══ Records shown ══
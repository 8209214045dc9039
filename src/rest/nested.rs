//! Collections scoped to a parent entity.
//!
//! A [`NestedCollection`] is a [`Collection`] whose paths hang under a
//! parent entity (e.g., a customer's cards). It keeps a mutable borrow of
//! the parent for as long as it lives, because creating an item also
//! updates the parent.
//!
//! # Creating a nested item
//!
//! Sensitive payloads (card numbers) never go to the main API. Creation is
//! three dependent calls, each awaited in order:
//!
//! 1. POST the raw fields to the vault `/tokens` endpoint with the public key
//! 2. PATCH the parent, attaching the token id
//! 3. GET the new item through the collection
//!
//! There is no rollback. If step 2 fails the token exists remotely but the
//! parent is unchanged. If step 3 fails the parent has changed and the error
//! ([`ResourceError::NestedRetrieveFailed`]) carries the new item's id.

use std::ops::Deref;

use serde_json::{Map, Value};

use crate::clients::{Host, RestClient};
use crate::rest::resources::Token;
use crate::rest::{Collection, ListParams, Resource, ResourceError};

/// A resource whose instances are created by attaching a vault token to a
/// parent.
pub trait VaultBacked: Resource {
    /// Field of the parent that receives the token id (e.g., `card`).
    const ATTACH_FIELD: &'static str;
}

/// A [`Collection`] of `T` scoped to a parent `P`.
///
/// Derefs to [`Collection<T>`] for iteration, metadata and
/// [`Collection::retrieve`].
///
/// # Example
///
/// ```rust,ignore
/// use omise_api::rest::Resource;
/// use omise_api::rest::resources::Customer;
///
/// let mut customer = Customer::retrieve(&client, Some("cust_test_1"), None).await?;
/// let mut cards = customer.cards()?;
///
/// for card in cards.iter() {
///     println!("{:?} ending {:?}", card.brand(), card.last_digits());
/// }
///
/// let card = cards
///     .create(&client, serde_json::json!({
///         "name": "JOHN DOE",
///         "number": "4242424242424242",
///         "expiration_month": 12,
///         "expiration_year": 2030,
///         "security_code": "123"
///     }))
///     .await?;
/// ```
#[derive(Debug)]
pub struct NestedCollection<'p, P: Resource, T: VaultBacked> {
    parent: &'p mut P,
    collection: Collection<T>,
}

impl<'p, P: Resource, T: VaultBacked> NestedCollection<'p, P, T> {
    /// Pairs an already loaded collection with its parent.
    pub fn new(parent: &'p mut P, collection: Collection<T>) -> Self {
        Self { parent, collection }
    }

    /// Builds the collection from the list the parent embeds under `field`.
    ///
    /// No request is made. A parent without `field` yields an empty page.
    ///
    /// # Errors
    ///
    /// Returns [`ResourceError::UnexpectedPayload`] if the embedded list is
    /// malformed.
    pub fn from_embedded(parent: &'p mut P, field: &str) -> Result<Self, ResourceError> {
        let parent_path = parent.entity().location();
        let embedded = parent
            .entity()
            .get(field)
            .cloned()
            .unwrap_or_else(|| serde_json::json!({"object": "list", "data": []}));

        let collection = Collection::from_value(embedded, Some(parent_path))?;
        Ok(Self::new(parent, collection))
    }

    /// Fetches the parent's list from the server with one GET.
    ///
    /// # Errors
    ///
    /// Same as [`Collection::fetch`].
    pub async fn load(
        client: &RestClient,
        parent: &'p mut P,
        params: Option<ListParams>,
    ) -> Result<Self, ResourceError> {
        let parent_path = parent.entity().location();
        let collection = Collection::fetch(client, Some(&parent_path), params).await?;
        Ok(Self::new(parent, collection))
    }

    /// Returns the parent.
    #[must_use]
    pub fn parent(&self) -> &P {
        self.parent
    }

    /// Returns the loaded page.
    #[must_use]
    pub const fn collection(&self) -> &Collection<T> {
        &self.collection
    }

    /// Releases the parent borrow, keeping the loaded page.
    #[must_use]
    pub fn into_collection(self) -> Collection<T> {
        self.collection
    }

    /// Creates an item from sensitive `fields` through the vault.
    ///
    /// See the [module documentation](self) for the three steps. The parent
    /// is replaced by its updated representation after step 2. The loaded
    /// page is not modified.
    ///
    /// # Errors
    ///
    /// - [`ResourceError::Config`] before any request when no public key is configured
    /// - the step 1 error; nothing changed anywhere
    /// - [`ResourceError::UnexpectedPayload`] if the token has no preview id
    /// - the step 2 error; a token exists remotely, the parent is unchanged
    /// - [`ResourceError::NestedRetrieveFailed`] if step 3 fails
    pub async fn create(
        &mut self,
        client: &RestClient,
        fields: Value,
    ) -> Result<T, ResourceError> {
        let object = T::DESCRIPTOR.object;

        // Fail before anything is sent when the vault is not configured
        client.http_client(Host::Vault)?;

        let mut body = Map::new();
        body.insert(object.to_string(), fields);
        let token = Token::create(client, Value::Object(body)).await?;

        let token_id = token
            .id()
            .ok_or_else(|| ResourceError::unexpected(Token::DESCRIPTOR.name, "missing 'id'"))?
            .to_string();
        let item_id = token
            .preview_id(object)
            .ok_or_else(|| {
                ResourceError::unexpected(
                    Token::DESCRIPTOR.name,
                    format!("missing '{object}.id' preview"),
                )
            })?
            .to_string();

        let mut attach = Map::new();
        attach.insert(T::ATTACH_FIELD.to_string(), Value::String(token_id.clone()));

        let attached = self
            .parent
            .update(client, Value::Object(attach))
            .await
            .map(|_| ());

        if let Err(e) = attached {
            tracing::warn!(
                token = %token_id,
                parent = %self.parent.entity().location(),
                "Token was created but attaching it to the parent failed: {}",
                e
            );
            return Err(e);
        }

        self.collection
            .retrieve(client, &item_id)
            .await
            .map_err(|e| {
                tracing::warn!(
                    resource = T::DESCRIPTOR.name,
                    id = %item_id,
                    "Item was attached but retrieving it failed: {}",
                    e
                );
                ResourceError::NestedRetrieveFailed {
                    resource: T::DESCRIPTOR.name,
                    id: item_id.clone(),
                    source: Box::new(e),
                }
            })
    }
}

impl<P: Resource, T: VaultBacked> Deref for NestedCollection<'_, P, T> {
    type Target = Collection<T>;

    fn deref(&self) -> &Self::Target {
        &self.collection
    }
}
═══
Exercise requirements: Starting at the line in the records above that contains "was attached but", output every line up to and including the last one, with nothing added.

Task answer:
                    "Item was attached but retrieving it failed: {}",
                    e
                );
                ResourceError::NestedRetrieveFailed {
                    resource: T::DESCRIPTOR.name,
                    id: item_id.clone(),
                    source: Box::new(e),
                }
            })
    }
}

impl<P: Resource, T: VaultBacked> Deref for NestedCollection<'_, P, T> {
    type Target = Collection<T>;

    fn deref(&self) -> &Self::Target {
        &self.collection
    }
}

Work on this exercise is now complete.